Heading: unseaworthiness per se

Text: 15 Unseaworthiness, like Jones Act negligence, can be the per se result of a regulatory violation. 7 See Phipps v. S.S. Santa Maria, 418 F.2d 615, 616-17 (5th Cir.1969). However, a crucial distinction between the two claims is the differing standard of causation required to find liability. While Jones Act negligence is a legally sufficient cause of injury if it played any part, no matter how small, in bringing about the injury, the plaintiff must meet a more demanding standard of causation in an unseaworthiness claim. See, e.g., Rogers v. Eagle Offshore Drilling Services, Inc., 764 F.2d 300, 304-05 (5th Cir.1985); Landry v. Oceanic Contractors, Inc., 731 F.2d 299, 302 (5th Cir.1984). Unlike the featherweight standard of causation in a Jones Act claim, the standard in an unseaworthiness claim is proximate cause in the traditional sense. Comeaux v. T.L. James & Co., 702 F.2d 1023, 1024 (5th Cir.1983). As the district court instructed the jury without objection by either side, proximate cause means that (1) the unseaworthiness played a substantial part in bringing about or actually causing the injury and that (2) the injury was either a direct result or a reasonably probable consequence of the unseaworthiness. See Alverez v.

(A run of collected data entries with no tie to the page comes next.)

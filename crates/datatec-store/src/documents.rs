//! # Document Service
//!
//! The operations behind the document forms: create, convert, save, delete.
//!
//! ## Save Pipeline
//! ```text
//! ┌─────────────────────────────────────────────────────────────────────┐
//! │                       save_*(document)                              │
//! │                                                                     │
//! │  1. strip blank line rows                                           │
//! │  2. recompute subtotal / taxTotal / grandTotal from lines           │
//! │  3. maintain masters as a side effect                               │
//! │       quotation / SO / invoice → upsert customer                    │
//! │       SO                       → upsert line vendors + item masters │
//! │       PO                       → upsert document vendor             │
//! │  4. upsert into the record list (replace-by-id or append)           │
//! │                                                                     │
//! │  Conversions derive a NEW document and hand it back unsaved; the    │
//! │  user reviews and edits before the save pipeline runs.              │
//! └─────────────────────────────────────────────────────────────────────┘
//! ```
//!
//! Numbers are allocated once, at creation or conversion time. A discarded
//! draft leaves a gap in the sequence; gaps are acceptable, duplicates are
//! not.
//!
//! Known gap: the master upserts and the document write hit different store
//! keys with no cross-key transaction. A crash between them leaves masters
//! updated without the document (or vice versa). Accepted for a single-user
//! tool; the next save of the document heals it.

use std::collections::HashSet;

use chrono::{Datelike, Duration, Local, NaiveDate};
use tracing::{debug, info};
use uuid::Uuid;

use datatec_core::{
    derive, validation, Conversion, Customer, DeliveryOrder, DocumentLines, DocumentType, Invoice,
    PurchaseOrder, Quotation, SalesOrder, DEFAULT_CURRENCY, DEFAULT_PAYMENT_TERMS,
    DEFAULT_TERMS_DAYS,
};

use crate::error::{StoreError, StoreResult};
use crate::pool::Store;
use crate::records::keys;

/// Document creation, conversion, and persistence.
#[derive(Debug, Clone)]
pub struct DocumentService {
    store: Store,
}
//! # Error Types
//!
//! Domain-specific error types for datatec-core.
//!
//! ## Error Hierarchy
//! ```text
//! ┌─────────────────────────────────────────────────────────────────────┐
//! │                         Error Types                                 │
//! │                                                                     │
//! │  datatec-core errors (this file)                                    │
//! │  └── ValidationError  - Save-time validation failures               │
//! │                                                                     │
//! │  datatec-store errors (separate crate)                              │
//! │  └── StoreError       - Key/value store operation failures          │
//! │                                                                     │
//! │  Flow: ValidationError → StoreError → caller                        │
//! └─────────────────────────────────────────────────────────────────────┘
//! ```
//!
//! Validation failures are the only errors surfaced to the user as blocking
//! messages; everything else in this system degrades to defaults or is
//! logged and swallowed by the storage/sync layers.

use thiserror::Error;

// =============================================================================
// Validation Error
// =============================================================================

/// Save-time validation errors.
///
/// These are surfaced synchronously to the user and abort the save.
#[derive(Debug, Error)]
pub enum ValidationError {
    /// A required natural key is missing or empty (e.g. an item SKU).
    #[error("{field} is required")]
    Required { field: &'static str },
}

impl ValidationError {
    /// Creates a Required error for the given field.
    pub fn required(field: &'static str) -> Self {
        ValidationError::Required { field }
    }
}

// =============================================================================
// Unit Tests
// =============================================================================

#[cfg(test)]
mod tests {
    use super::*;

    #[test]
    fn test_error_messages() {
        let err = ValidationError::required("sku");
        assert_eq!(err.to_string(), "sku is required");
    }
}
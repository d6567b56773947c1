//! # Mirror Processor
//!
//! Drains the store's mirror channel and replays each write against the
//! remote backend.
//!
//! ## Processing Loop
//! ```text
//! ┌─────────────────────────────────────────────────────────────────────┐
//! │                      Mirror Processing                              │
//! │                                                                     │
//! │  KvStore::write ──► MirrorHandle ──► mpsc queue                     │
//! │                                         │                           │
//! │                                         ▼                           │
//! │                                  MirrorProcessor                    │
//! │                                         │                           │
//! │                                         ▼                           │
//! │                     POST endpoint  {"key": ..., "value": ...}       │
//! │                                         │                           │
//! │                         ┌───────────────┴───────────────┐           │
//! │                         ▼                               ▼           │
//! │                      2xx: done                 failure: warn, drop  │
//! │                                                                     │
//! │  No retries, no persistence, no acknowledgement back to the store.  │
//! │  The backend reconciles by being overwritten on the next save of    │
//! │  the same key (every write carries the full value).                 │
//! └─────────────────────────────────────────────────────────────────────┘
//! ```

use reqwest::Client;
use serde::Serialize;
use tokio::sync::mpsc;
use tokio::task::JoinHandle;
use tracing::{debug, info, warn};

use datatec_store::{MirrorEvent, MirrorHandle};

use crate::config::MirrorConfig;
use crate::error::{SyncError, SyncResult};

/// Wire shape of one mirrored write.
#[derive(Debug, Serialize)]
struct MirrorPayload<'a> {
    key: &'a str,
    value: &'a serde_json::Value,
}

/// Replays mirror events against the remote backend.
#[derive(Debug)]
pub struct MirrorProcessor {
    client: Client,
    endpoint: String,
    rx: mpsc::Receiver<MirrorEvent>,
}

impl MirrorProcessor {
    /// Creates the processor and the handle the store publishes into.
    ///
    /// ## Example
    /// ```rust,ignore
    /// let (handle, processor) = MirrorProcessor::new(config)?;
    /// let store = Store::new(store_config).await?.with_mirror(handle);
    /// let task = processor.spawn();
    /// ```
    pub fn new(config: MirrorConfig) -> SyncResult<(MirrorHandle, Self)> {
        if config.endpoint.trim().is_empty() {
            return Err(SyncError::InvalidConfig("empty endpoint URL".into()));
        }

        let client = Client::builder()
            .timeout(config.request_timeout)
            .build()?;

        let (handle, rx) = MirrorHandle::channel(config.queue_capacity);
        info!(endpoint = %config.endpoint, "Mirror processor created");

        Ok((
            handle,
            MirrorProcessor {
                client,
                endpoint: config.endpoint,
                rx,
            },
        ))
    }

    /// Spawns the processing loop on the current runtime.
    ///
    /// The task ends when every `MirrorHandle` clone has been dropped.
    pub fn spawn(self) -> JoinHandle<()> {
        tokio::spawn(self.run())
    }

    /// Runs the processing loop to completion.
    pub async fn run(mut self) {
        while let Some(event) = self.rx.recv().await {
            self.push(&event).await;
        }
        info!("Mirror channel closed, processor stopping");
    }

    /// Pushes one event to the backend. Failures are logged and dropped;
    /// the next write of the same key carries the full value anyway.
    async fn push(&self, event: &MirrorEvent) {
        let payload = MirrorPayload {
            key: &event.key,
            value: &event.value,
        };

        let result = self
            .client
            .post(&self.endpoint)
            .json(&payload)
            .send()
            .await
            .and_then(|resp| resp.error_for_status());

        match result {
            Ok(_) => debug!(key = %event.key, "Mirrored write"),
            Err(e) => warn!(key = %event.key, error = %e, "Mirror push failed, dropping"),
        }
    }
}

// =============================================================================
// Unit Tests
// =============================================================================
//! # Key/Value Store
//!
//! The primitive every other service is built on: read a JSON value by key
//! with a fallback default, write a JSON value by key.
//!
//! ## Read Semantics
//! ```text
//! ┌─────────────────────────────────────────────────────────────────────┐
//! │                    read(key, default)                               │
//! │                                                                     │
//! │  SELECT value FROM erp_data WHERE key = ?                           │
//! │       │                                                             │
//! │       ├── no row        ──────────────► default (silent)            │
//! │       ├── row, bad JSON ──────────────► default (warn!)             │
//! │       ├── row, wrong shape for T ─────► default (warn!)             │
//! │       └── row, parses   ──────────────► value                       │
//! │                                                                     │
//! │  Only the database itself failing is an error. Corrupt data         │
//! │  degrades; it never wedges the application.                         │
//! └─────────────────────────────────────────────────────────────────────┘
//! ```
//!
//! Writes are last-write-wins upserts, then published to the mirror channel.

use serde::de::DeserializeOwned;
use serde::Serialize;
use sqlx::SqlitePool;
use tracing::{debug, warn};

use crate::error::StoreResult;
use crate::mirror::MirrorHandle;

/// Key/value access over the `erp_data` table.
#[derive(Debug, Clone)]
pub struct KvStore {
    pool: SqlitePool,
    mirror: MirrorHandle,
}

impl KvStore {
    /// Creates a new KvStore.
    pub fn new(pool: SqlitePool, mirror: MirrorHandle) -> Self {
        KvStore { pool, mirror }
    }

    /// Reads and deserializes the value stored under `key`.
    ///
    /// A missing key returns `default` silently; a stored value that fails
    /// to parse as `T` returns `default` with a warning. See the module
    /// docs for the full decision table.
    pub async fn read<T: DeserializeOwned>(&self, key: &str, default: T) -> StoreResult<T> {
        let raw: Option<String> = sqlx::query_scalar("SELECT value FROM erp_data WHERE key = ?1")
            .bind(key)
            .fetch_optional(&self.pool)
            .await?;

        let Some(raw) = raw else {
            debug!(key = %key, "Key not present, using default");
            return Ok(default);
        };

        match serde_json::from_str(&raw) {
            Ok(value) => Ok(value),
            Err(e) => {
                warn!(key = %key, error = %e, "Stored value unreadable, using default");
                Ok(default)
            }
        }
    }

    /// Serializes `value` and upserts it under `key` (last write wins),
    /// then queues the write for mirroring.
    pub async fn write<T: Serialize>(&self, key: &str, value: &T) -> StoreResult<()> {
        let json = serde_json::to_value(value)?;
        let raw = json.to_string();

        sqlx::query(
            "INSERT INTO erp_data (key, value) VALUES (?1, ?2) \
             ON CONFLICT(key) DO UPDATE SET value = excluded.value",
        )
        .bind(key)
        .bind(raw.as_str())
        .execute(&self.pool)
        .await?;

        debug!(key = %key, bytes = raw.len(), "Wrote value");
        self.mirror.publish(key, json);
        Ok(())
    }
}

// =============================================================================
// Unit Tests
// =============================================================================

#[cfg(test)]
mod tests {
    use super::*;
    use crate::pool::{Store, StoreConfig};

    async fn kv() -> KvStore {
        let store = Store::new(StoreConfig::in_memory()).await.unwrap();
        store.kv()
    }

    #[tokio::test]
    async fn test_missing_key_returns_default() {
        let kv = kv().await;
        let value: Vec<String> = kv.read("datatec_vendors", vec![]).await.unwrap();
        assert!(value.is_empty());

        let n: i64 = kv.read("datatec_counter_deliveryOrder", 800).await.unwrap();
        assert_eq!(n, 800);
    }

    #[tokio::test]
    async fn test_write_then_read() {
        let kv = kv().await;
        kv.write("datatec_vendors", &vec!["Acme".to_string()])
            .await
            .unwrap();

        let value: Vec<String> = kv.read("datatec_vendors", vec![]).await.unwrap();
        assert_eq!(value, vec!["Acme".to_string()]);
    }

    #[tokio::test]
    async fn test_last_write_wins() {
        let kv = kv().await;
        kv.write("k", &1i64).await.unwrap();
        kv.write("k", &2i64).await.unwrap();

        let n: i64 = kv.read("k", 0).await.unwrap();
        assert_eq!(n, 2);
    }

    #[tokio::test]
    async fn test_unparseable_value_degrades_to_default() {
        let kv = kv().await;
        // A list where a number is expected
        kv.write("k", &vec!["not a number".to_string()]).await.unwrap();

        let n: i64 = kv.read("k", 42).await.unwrap();
        assert_eq!(n, 42);
    }

    #[tokio::test]
    async fn test_writes_reach_the_mirror() {
        let store = Store::new(StoreConfig::in_memory()).await.unwrap();
        let (handle, mut rx) = MirrorHandle::channel(4);
        let store = store.with_mirror(handle);

        store.kv().write("k", &7i64).await.unwrap();

        let event = rx.recv().await.unwrap();
        assert_eq!(event.key, "k");
        assert_eq!(event.value, serde_json::json!(7));
    }
}
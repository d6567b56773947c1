//! # Seed Data Generator
//!
//! Populates the store with demo master data and a full document chain
//! for development.
//!
//! ## Usage
//! ```bash
//! # Seed the default development database
//! cargo run -p datatec-store --bin seed
//!
//! # Specify database path
//! cargo run -p datatec-store --bin seed -- --db ./data/datatec.db
//! ```
//!
//! ## Generated Data
//! - A handful of customers, vendors, and inventory items
//! - One quotation converted through the whole chain:
//!   quotation → sales order → purchase order + invoice + delivery order

use std::env;

use datatec_core::{Customer, ItemRecord, LineItem, SalesOrderStatus};
use datatec_store::{Store, StoreConfig};

const CUSTOMERS: &[(&str, &str, &str)] = &[
    (
        "Apex Engineering Sdn Bhd",
        "Mr. Tan",
        "purchasing@apexeng.example",
    ),
    ("Borneo Retail Sdn Bhd", "Ms. Lim", "lim@borneoretail.example"),
    ("Cahaya Trading", "Mr. Raj", "raj@cahaya.example"),
];

const VENDORS: &[&str] = &["TechSource Distribution", "Prime Components", "MegaParts"];

const ITEMS: &[(&str, &str, f64, f64, &str)] = &[
    ("NB-1401", "14\" business notebook", 2450.0, 6.0, "TechSource Distribution"),
    ("MON-2701", "27\" IPS monitor", 780.0, 6.0, "TechSource Distribution"),
    ("DOCK-USB4", "USB4 docking station", 520.0, 6.0, "Prime Components"),
    ("KB-MX101", "Mechanical keyboard", 310.0, 6.0, "Prime Components"),
    ("CAB-HDMI2", "HDMI 2.1 cable 2m", 35.0, 6.0, "MegaParts"),
];

#[tokio::main]
async fn main() -> Result<(), Box<dyn std::error::Error>> {
    tracing_subscriber::fmt()
        .with_env_filter(
            tracing_subscriber::EnvFilter::try_from_default_env()
                .unwrap_or_else(|_| "warn".into()),
        )
        .init();

    // Parse command line arguments
    let args: Vec<String> = env::args().collect();
    let mut db_path = String::from("./datatec_dev.db");

    let mut i = 1;
    while i < args.len() {
        match args[i].as_str() {
            "--db" | "-d" => {
                if i + 1 < args.len() {
                    db_path = args[i + 1].clone();
                    i += 1;
                }
            }
            "--help" | "-h" => {
                println!("Datatec ERP Seed Data Generator");
                println!();
                println!("Usage: seed [OPTIONS]");
                println!();
                println!("Options:");
                println!("  -d, --db <PATH>    Database file path (default: ./datatec_dev.db)");
                println!("  -h, --help         Show this help message");
                return Ok(());
            }
            _ => {}
        }
        i += 1;
    }

    println!("🌱 Datatec ERP Seed Data Generator");
    println!("==================================");
    println!("Database: {}", db_path);
    println!();

    let store = Store::new(StoreConfig::new(&db_path)).await?;
    println!("✓ Connected to store");
    println!("✓ Migrations applied");

    let docs = store.documents();

    // Check existing data
    let existing = docs.quotations().await?;
    if !existing.is_empty() {
        println!("⚠ Store already has {} quotations", existing.len());
        println!("  Skipping seed to avoid duplicates.");
        println!("  Delete the database file to regenerate.");
        return Ok(());
    }

    // Masters
    println!();
    println!("Seeding master data...");

    let masters = store.masters();
    for (name, attention, email) in CUSTOMERS {
        masters
            .upsert_customer(&Customer {
                name: (*name).into(),
                attention: (*attention).into(),
                email: (*email).into(),
                tax_scheme: 6.0,
                payment_terms: "30 days".into(),
                ..Default::default()
            })
            .await?;
    }
    for vendor in VENDORS {
        masters.upsert_vendor(vendor).await?;
    }
    for (sku, description, price, tax, vendor) in ITEMS {
        masters
            .save_item(&ItemRecord {
                sku: (*sku).into(),
                description: (*description).into(),
                price: *price,
                tax: *tax,
                vendor: (*vendor).into(),
                ..Default::default()
            })
            .await?;
    }
    println!(
        "  {} customers, {} vendors, {} items",
        CUSTOMERS.len(),
        VENDORS.len(),
        ITEMS.len()
    );

    // Document chain
    println!();
    println!("Seeding document chain...");

    let mut quotation = docs.new_quotation().await?;
    quotation.customer = "Apex Engineering Sdn Bhd".into();
    quotation.attention = "Mr. Tan".into();
    quotation.email = "purchasing@apexeng.example".into();
    quotation.billing = "12 Jalan Industri, 47100 Puchong".into();
    quotation.shipping = "12 Jalan Industri, 47100 Puchong".into();
    quotation.tax_scheme = 6.0;
    quotation.items = vec![
        demo_line("NB-1401", 4.0, 2450.0, "TechSource Distribution"),
        demo_line("MON-2701", 4.0, 780.0, "TechSource Distribution"),
        demo_line("DOCK-USB4", 4.0, 520.0, "Prime Components"),
    ];
    let quotation = docs.save_quotation(quotation).await?;
    println!("  Quotation      {}", quotation.number);

    let mut so = docs.convert_quotation_to_sales_order(&quotation.id).await?;
    so.status = SalesOrderStatus::Completed;
    so.shipping_total = 120.0;
    let so = docs.save_sales_order(so).await?;
    println!("  Sales order    {}  ({:.2})", so.number, so.grand_total);

    let po = docs
        .convert_sales_order_to_purchase_order(&so.id, Some("TechSource Distribution"))
        .await?;
    let po = docs.save_purchase_order(po).await?;
    println!("  Purchase order {}  ({} lines)", po.number, po.items.len());

    let invoice = docs.convert_sales_order_to_invoice(&so.id).await?;
    let invoice = docs.save_invoice(invoice.document).await?;
    println!("  Invoice        {}  (due {})", invoice.number, invoice.due_date);

    let delivery = docs.convert_sales_order_to_delivery_order(&so.id).await?;
    let delivery = docs.save_delivery_order(delivery.document).await?;
    println!("  Delivery order {}", delivery.number);

    println!();
    println!("✓ Seed complete!");

    Ok(())
}

/// Builds a demo document line from the item table.
fn demo_line(sku: &str, qty: f64, price: f64, vendor: &str) -> LineItem {
    let description = ITEMS
        .iter()
        .find(|(s, ..)| *s == sku)
        .map(|(_, d, ..)| (*d).to_string())
        .unwrap_or_default();
    LineItem {
        sku: sku.into(),
        description,
        qty,
        price,
        tax: 6.0,
        vendor: vendor.into(),
    }
}
//! # Mirror Configuration
//!
//! Configuration for the remote mirror processor.
//!
//! ## Configuration Sources
//! ```text
//! ┌─────────────────────────────────────────────────────────────────────┐
//! │                    Configuration Priority                           │
//! │                                                                     │
//! │  1. Environment Variables (highest priority)                        │
//! │     DATATEC_MIRROR_URL=https://backend.example/api/erp              │
//! │                                                                     │
//! │  2. Explicit MirrorConfig::new(endpoint) from the caller            │
//! │                                                                     │
//! │  No URL from either source means mirroring stays off; the store     │
//! │  runs local-only, which is a supported deployment, not an error.    │
//! └─────────────────────────────────────────────────────────────────────┘
//! ```

use std::time::Duration;

use tracing::info;

/// Environment variable naming the mirror endpoint.
pub const MIRROR_URL_ENV: &str = "DATATEC_MIRROR_URL";

/// Configuration for the mirror processor.
#[derive(Debug, Clone)]
pub struct MirrorConfig {
    /// Endpoint receiving `{key, value}` POSTs.
    pub endpoint: String,

    /// Capacity of the in-memory event queue. Writes beyond this are
    /// dropped with a warning.
    /// Default: 256
    pub queue_capacity: usize,

    /// Per-request timeout.
    /// Default: 10 seconds
    pub request_timeout: Duration,
}

impl MirrorConfig {
    /// Creates a mirror configuration for the given endpoint.
    pub fn new(endpoint: impl Into<String>) -> Self {
        MirrorConfig {
            endpoint: endpoint.into(),
            queue_capacity: 256,
            request_timeout: Duration::from_secs(10),
        }
    }

    /// Sets the event queue capacity.
    pub fn queue_capacity(mut self, capacity: usize) -> Self {
        self.queue_capacity = capacity;
        self
    }

    /// Sets the per-request timeout.
    pub fn request_timeout(mut self, timeout: Duration) -> Self {
        self.request_timeout = timeout;
        self
    }

    /// Builds a configuration from `DATATEC_MIRROR_URL`, or `None` when
    /// the variable is unset or empty (mirroring off).
    pub fn from_env() -> Option<Self> {
        let endpoint = std::env::var(MIRROR_URL_ENV).ok()?;
        if endpoint.trim().is_empty() {
            return None;
        }
        info!(endpoint = %endpoint, "Mirror endpoint configured from environment");
        Some(MirrorConfig::new(endpoint))
    }
}

// =============================================================================
// Unit Tests
// =============================================================================

#[cfg(test)]
mod tests {
    use super::*;

    #[test]
    fn test_defaults() {
        let config = MirrorConfig::new("https://backend.example/api/erp");
        assert_eq!(config.queue_capacity, 256);
        assert_eq!(config.request_timeout, Duration::from_secs(10));
    }

    #[test]
    fn test_builder() {
        let config = MirrorConfig::new("https://backend.example/api/erp")
            .queue_capacity(32)
            .request_timeout(Duration::from_secs(2));
        assert_eq!(config.queue_capacity, 32);
        assert_eq!(config.request_timeout, Duration::from_secs(2));
    }
}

J. Ray McDermott & Co., Inc., 674 F.2d 1037, 1042-43 (5th Cir.1982). 16 We conclude that Smith has not met the more demanding burden of showing proximate cause as a matter of law on his unseaworthiness claim. A reasonable juror could have determined that Smith's fall was not a direct result nor a reasonably probable consequence of the lack of a railing on the exhaust pipe. Although Smith was indisputably on the pipe when he fell, and the lack of a railing must have played some part, no matter how slight, in causing the fall, the factual dispute at trial over the exact details of how Smith fell leave us unable to find that proximate cause was established as a matter of law. It is consistent for the same condition or defect to be a legally sufficient cause of an injury on a Jones Act negligence theory of liability but not on an unseaworthiness theory. See Landry, 731 F.2d at 302. We therefore hold that the district court's denial of Smith's directed verdict motion on the unseaworthiness claim was correct.